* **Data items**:
····················
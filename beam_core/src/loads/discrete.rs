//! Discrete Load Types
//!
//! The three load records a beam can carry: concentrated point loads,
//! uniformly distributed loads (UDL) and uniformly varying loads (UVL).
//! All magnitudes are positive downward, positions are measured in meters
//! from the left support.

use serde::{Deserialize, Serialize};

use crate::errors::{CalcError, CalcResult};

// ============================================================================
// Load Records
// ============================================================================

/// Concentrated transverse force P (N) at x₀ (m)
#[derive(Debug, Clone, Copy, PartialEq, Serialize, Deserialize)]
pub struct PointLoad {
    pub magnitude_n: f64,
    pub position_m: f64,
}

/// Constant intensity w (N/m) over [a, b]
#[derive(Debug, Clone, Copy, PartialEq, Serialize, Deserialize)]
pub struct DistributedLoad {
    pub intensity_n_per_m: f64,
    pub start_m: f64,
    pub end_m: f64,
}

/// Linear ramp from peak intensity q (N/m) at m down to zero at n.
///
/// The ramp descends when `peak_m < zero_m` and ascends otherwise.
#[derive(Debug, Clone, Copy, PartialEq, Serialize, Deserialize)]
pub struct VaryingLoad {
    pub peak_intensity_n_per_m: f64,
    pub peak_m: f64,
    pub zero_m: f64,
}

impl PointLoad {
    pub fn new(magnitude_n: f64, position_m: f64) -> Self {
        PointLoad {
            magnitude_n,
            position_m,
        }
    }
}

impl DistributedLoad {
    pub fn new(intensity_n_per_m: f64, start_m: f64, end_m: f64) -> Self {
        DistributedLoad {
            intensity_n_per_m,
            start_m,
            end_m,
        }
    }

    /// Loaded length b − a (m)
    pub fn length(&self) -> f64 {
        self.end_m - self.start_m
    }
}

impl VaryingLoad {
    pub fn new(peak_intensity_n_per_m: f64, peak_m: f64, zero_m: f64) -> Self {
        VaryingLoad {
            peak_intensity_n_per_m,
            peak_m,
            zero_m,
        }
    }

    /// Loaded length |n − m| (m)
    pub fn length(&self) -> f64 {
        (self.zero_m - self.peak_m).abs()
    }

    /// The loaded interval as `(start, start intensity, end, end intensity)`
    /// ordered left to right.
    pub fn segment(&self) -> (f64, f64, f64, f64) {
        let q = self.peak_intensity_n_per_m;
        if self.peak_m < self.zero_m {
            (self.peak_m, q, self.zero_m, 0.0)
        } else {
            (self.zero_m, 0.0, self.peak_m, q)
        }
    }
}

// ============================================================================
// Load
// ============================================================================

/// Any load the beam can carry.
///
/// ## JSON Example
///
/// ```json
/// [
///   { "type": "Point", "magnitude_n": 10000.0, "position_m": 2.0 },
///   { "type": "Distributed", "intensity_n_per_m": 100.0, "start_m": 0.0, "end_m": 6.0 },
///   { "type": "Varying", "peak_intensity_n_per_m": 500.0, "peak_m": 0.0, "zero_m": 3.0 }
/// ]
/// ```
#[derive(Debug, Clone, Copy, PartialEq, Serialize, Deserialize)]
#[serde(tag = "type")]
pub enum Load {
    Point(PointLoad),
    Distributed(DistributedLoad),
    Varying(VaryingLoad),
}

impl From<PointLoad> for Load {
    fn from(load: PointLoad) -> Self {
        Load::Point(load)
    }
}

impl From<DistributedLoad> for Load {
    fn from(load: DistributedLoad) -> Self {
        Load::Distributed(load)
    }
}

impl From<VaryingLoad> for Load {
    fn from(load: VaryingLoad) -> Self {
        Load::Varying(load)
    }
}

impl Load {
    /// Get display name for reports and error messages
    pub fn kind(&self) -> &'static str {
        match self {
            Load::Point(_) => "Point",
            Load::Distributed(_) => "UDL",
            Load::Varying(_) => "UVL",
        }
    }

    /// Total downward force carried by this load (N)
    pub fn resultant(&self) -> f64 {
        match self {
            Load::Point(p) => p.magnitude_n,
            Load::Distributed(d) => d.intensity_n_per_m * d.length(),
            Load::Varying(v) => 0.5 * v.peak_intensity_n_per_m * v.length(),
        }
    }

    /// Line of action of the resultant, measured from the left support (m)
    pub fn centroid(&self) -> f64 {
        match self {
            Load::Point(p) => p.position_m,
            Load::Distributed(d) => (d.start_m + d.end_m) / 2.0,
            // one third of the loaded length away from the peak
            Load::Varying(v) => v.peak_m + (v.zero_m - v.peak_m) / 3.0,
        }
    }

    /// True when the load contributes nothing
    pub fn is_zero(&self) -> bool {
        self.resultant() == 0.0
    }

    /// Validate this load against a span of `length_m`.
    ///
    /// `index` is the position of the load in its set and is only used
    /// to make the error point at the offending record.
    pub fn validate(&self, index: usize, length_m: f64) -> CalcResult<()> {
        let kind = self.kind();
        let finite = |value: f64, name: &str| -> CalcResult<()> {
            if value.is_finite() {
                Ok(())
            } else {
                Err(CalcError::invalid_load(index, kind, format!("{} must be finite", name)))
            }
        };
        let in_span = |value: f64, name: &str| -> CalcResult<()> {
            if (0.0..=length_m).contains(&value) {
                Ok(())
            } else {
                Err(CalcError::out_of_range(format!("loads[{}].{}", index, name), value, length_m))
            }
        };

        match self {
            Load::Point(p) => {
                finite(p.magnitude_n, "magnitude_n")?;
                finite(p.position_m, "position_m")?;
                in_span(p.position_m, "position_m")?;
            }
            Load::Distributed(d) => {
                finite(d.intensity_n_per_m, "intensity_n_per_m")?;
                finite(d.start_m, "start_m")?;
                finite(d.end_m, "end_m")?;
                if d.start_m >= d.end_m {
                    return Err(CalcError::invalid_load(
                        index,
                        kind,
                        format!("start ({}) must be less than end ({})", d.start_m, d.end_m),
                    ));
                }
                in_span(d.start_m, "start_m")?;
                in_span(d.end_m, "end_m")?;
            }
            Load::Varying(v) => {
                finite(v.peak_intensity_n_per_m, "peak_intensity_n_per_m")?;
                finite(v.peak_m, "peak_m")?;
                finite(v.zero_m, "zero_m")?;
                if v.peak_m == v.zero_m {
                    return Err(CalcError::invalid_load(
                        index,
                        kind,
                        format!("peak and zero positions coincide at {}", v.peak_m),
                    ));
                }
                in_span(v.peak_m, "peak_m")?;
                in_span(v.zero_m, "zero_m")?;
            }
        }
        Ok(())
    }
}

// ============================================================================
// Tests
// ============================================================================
····················
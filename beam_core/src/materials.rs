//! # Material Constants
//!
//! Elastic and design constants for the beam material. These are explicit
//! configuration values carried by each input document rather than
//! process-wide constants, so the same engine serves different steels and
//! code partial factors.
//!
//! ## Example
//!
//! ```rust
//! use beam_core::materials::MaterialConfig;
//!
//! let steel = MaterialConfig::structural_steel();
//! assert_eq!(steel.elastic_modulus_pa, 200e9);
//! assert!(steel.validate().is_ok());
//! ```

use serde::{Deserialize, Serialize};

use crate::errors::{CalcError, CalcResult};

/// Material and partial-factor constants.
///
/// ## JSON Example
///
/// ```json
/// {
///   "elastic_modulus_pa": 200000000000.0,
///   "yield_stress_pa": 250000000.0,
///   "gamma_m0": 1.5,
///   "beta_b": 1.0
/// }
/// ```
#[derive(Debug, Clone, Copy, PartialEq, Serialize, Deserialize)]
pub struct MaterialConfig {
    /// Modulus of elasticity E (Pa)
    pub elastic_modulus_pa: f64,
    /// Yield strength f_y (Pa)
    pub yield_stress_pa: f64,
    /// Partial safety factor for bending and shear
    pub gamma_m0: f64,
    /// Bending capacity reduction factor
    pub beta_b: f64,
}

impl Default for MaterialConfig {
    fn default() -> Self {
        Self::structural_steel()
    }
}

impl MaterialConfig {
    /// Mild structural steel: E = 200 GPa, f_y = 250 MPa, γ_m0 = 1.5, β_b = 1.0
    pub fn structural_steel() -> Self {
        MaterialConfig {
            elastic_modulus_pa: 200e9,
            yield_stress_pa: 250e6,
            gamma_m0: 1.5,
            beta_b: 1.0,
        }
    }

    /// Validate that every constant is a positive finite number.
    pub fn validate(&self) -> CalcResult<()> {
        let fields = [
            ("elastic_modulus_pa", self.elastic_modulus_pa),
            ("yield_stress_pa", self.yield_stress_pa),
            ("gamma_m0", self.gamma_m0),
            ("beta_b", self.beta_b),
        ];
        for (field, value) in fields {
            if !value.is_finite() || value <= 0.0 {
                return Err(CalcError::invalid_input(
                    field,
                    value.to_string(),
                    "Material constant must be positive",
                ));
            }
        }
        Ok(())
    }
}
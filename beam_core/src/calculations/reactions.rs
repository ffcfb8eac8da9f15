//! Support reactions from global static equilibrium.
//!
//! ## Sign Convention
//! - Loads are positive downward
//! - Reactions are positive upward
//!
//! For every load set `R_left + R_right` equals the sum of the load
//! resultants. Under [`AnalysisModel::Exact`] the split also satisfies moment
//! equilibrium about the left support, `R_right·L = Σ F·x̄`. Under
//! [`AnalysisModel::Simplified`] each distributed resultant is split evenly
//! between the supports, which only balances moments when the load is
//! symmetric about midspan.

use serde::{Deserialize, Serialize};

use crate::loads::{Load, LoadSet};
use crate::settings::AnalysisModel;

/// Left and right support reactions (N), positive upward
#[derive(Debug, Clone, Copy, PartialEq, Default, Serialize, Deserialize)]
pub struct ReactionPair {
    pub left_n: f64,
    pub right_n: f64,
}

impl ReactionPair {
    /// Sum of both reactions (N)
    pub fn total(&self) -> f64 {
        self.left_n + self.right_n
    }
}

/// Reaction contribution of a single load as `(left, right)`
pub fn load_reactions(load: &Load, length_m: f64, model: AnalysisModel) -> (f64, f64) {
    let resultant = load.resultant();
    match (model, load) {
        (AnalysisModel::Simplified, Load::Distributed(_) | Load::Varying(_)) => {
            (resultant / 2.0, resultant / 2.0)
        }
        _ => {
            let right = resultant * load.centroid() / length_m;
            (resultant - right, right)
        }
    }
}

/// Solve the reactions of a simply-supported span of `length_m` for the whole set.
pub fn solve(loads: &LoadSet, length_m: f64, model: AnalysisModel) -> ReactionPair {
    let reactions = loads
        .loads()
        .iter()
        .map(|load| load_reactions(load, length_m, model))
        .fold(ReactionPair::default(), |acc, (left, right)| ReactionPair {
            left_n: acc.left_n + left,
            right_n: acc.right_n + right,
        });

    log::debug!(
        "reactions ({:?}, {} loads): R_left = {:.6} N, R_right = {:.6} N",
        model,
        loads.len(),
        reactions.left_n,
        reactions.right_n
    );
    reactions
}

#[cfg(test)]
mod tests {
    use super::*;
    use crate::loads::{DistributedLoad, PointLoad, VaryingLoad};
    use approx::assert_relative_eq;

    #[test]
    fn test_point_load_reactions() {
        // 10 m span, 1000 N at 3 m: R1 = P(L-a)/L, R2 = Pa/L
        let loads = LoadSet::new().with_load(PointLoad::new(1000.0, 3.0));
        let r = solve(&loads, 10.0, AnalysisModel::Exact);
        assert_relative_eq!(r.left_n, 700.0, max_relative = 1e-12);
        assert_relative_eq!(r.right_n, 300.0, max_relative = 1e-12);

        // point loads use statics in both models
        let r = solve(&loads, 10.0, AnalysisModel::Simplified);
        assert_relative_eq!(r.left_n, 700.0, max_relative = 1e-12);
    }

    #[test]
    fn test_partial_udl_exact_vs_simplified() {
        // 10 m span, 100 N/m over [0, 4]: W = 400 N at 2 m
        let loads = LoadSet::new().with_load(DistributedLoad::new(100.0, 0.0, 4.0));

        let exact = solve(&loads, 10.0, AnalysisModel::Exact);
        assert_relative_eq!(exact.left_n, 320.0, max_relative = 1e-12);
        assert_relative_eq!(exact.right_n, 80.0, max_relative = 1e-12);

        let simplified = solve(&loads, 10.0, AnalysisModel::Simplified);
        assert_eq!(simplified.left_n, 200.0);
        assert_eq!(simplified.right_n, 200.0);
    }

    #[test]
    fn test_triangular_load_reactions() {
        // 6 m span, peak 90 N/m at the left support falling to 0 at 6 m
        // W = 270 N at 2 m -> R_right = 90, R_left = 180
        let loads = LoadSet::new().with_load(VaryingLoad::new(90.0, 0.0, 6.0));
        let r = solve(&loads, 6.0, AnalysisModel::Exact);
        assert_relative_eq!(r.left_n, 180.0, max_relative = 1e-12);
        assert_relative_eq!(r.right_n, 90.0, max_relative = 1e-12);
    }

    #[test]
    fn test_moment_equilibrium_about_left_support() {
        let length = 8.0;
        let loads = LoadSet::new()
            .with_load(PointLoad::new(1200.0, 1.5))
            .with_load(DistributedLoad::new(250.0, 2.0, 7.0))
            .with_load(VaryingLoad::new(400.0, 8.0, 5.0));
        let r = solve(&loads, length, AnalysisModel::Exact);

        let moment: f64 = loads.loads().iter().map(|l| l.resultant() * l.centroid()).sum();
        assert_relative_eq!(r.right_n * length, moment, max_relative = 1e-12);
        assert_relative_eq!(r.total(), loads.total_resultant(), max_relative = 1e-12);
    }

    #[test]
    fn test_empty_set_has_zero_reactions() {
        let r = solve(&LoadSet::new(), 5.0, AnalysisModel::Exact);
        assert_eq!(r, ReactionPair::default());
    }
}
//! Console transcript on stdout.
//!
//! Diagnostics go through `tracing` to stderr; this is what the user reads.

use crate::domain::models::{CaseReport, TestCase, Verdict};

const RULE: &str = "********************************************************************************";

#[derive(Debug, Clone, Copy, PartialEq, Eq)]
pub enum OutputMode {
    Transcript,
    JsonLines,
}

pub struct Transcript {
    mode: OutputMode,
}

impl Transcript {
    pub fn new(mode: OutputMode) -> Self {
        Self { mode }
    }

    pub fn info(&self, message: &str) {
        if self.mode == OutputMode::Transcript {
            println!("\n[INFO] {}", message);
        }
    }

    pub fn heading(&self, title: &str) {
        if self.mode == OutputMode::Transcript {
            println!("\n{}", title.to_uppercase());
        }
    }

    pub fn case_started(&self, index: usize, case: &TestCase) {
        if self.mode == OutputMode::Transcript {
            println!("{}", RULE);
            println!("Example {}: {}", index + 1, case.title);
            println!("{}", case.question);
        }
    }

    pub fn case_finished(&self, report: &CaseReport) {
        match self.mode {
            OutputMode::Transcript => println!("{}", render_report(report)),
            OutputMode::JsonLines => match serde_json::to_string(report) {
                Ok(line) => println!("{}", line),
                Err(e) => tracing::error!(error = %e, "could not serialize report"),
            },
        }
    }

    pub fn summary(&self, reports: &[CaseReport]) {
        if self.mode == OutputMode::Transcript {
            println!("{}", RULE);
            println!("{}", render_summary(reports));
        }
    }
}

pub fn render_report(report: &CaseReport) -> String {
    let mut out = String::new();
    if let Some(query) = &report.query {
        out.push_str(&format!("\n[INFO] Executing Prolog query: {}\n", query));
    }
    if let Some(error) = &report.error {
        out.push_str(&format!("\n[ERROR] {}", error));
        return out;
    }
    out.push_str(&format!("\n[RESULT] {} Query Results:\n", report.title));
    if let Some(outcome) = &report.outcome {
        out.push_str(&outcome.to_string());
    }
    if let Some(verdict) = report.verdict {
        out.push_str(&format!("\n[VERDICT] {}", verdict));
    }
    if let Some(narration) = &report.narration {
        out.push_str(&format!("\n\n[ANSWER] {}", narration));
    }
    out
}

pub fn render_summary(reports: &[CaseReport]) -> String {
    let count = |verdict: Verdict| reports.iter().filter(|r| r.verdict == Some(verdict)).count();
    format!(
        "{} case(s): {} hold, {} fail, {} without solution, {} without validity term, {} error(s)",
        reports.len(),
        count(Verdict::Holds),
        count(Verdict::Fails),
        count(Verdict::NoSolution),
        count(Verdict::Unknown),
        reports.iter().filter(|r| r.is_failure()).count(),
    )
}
····················
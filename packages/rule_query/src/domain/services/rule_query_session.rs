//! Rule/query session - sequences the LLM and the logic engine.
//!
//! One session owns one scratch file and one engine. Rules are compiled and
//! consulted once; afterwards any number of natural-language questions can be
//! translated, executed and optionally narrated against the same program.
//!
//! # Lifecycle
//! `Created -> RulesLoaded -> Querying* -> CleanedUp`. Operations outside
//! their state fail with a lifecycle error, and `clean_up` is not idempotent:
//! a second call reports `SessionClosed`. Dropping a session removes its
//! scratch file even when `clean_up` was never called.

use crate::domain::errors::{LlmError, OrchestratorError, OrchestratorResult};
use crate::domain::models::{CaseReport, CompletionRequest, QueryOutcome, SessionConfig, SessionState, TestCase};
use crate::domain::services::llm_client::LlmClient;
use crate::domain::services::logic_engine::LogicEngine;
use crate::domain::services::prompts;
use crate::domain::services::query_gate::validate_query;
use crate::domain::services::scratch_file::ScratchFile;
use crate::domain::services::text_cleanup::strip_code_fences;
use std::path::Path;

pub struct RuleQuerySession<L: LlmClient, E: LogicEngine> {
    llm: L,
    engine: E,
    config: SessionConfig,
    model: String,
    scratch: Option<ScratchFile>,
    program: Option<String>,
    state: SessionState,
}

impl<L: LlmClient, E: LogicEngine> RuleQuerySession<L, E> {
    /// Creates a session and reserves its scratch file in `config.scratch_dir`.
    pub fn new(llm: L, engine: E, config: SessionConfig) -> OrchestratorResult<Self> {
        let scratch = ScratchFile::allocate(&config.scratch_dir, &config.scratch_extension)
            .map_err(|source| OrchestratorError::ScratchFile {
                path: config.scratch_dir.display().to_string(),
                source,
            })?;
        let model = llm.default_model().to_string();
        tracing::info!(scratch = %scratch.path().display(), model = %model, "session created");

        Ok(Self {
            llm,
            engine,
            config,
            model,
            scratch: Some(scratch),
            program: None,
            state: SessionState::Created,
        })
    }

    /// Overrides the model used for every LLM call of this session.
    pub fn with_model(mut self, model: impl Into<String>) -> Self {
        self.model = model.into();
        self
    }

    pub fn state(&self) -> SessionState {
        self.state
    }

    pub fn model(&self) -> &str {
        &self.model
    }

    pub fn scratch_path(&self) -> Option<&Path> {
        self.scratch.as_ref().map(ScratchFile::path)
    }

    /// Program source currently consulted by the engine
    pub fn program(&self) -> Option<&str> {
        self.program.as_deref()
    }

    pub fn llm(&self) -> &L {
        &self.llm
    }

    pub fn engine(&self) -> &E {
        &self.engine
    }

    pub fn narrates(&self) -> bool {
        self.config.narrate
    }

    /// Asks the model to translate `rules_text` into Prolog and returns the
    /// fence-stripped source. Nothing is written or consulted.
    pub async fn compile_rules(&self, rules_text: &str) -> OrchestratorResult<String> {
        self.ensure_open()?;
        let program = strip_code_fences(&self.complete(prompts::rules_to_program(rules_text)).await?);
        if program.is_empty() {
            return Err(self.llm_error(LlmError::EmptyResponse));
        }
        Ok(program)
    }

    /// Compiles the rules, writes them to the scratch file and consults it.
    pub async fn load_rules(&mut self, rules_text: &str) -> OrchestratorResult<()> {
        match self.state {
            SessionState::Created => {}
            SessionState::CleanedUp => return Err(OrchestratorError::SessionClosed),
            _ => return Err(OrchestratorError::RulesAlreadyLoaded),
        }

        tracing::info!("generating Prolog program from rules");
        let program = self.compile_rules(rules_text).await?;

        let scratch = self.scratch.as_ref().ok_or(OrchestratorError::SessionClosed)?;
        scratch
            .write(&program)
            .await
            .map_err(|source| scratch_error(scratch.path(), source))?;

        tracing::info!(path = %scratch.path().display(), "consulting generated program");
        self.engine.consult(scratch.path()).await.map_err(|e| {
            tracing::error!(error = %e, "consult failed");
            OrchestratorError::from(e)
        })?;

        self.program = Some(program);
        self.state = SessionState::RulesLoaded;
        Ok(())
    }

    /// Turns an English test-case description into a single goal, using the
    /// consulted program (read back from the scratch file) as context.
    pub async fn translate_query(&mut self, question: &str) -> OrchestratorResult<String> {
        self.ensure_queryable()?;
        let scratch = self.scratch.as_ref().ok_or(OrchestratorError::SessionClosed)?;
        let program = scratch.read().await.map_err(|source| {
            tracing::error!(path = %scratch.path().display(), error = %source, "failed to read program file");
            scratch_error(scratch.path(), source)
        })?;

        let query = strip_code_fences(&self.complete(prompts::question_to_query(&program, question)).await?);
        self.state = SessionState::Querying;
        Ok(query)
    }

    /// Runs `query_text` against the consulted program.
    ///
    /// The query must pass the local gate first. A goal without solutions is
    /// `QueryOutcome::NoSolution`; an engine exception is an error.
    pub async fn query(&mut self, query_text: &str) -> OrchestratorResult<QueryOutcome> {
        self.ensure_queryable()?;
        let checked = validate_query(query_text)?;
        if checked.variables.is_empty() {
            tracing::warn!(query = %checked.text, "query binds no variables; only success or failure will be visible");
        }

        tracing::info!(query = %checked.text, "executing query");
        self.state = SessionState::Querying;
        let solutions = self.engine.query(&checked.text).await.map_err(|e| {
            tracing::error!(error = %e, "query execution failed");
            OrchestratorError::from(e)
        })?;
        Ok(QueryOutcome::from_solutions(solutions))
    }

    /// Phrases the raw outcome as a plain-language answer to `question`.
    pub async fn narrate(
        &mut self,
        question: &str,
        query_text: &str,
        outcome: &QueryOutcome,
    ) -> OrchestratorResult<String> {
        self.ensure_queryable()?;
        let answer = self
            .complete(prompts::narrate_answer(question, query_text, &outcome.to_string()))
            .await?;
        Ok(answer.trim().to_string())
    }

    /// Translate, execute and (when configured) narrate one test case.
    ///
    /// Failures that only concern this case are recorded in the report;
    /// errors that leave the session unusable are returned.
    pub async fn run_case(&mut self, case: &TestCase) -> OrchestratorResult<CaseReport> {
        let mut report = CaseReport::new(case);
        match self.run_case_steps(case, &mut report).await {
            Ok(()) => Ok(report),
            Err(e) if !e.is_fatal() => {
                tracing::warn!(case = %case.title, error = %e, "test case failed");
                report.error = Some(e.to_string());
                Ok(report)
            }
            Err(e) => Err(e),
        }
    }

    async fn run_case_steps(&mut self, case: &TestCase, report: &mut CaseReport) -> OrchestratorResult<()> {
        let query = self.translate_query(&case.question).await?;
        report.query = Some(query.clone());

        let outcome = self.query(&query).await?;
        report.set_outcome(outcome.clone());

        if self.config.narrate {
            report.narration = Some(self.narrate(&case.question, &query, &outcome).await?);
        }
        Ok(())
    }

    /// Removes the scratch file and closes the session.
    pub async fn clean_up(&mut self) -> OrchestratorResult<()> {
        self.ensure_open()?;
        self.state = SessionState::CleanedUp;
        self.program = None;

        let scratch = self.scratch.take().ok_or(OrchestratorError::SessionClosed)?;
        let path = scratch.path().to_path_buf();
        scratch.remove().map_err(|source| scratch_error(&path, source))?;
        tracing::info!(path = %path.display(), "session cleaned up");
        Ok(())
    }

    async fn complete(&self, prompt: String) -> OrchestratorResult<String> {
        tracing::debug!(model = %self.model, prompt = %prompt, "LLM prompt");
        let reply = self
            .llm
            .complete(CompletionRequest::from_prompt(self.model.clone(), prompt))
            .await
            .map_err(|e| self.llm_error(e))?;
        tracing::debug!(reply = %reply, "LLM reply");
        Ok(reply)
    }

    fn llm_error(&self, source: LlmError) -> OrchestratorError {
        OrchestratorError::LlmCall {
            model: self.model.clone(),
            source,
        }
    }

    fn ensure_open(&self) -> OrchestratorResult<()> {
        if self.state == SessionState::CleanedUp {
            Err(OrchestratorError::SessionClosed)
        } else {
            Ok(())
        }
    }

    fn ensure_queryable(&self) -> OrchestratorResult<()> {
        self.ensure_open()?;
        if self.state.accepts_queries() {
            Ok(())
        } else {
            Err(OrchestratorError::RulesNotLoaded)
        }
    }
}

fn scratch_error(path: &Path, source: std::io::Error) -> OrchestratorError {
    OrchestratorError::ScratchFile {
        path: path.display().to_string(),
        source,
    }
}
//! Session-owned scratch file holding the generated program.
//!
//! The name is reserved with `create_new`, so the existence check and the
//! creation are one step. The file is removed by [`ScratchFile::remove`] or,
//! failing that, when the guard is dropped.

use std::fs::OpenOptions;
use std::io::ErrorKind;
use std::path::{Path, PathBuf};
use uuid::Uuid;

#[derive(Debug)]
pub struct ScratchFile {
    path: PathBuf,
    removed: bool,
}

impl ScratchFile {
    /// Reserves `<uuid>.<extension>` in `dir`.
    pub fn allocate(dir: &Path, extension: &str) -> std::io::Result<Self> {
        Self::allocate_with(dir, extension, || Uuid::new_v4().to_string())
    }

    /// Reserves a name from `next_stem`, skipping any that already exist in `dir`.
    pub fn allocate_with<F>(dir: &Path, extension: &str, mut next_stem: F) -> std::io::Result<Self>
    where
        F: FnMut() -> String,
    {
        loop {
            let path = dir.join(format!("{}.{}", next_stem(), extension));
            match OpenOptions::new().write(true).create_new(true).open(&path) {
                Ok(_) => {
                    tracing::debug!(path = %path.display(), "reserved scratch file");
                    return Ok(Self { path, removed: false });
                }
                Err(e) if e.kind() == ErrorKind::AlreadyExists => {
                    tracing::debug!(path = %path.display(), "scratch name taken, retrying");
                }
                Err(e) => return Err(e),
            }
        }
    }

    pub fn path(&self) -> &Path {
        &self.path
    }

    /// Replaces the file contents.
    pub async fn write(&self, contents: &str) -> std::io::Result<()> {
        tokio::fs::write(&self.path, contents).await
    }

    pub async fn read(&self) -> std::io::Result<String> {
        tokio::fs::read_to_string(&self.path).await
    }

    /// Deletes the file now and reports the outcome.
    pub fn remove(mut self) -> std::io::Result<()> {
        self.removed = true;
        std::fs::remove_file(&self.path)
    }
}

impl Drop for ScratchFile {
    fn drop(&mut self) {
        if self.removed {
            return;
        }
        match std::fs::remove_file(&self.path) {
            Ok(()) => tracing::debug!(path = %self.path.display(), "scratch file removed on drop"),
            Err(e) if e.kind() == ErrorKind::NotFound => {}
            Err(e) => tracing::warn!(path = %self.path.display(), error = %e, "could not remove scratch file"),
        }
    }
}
····················
* **Exercise requirements**:
The answer must be every line from the records above that contains "checked".

* **Task result**:
        let checked = validate_query(query_text)?;
        if checked.variables.is_empty() {
            tracing::warn!(query = %checked.text, "query binds no variables; only success or failure will be visible");
        tracing::info!(query = %checked.text, "executing query");
        let solutions = self.engine.query(&checked.text).await.map_err(|e| {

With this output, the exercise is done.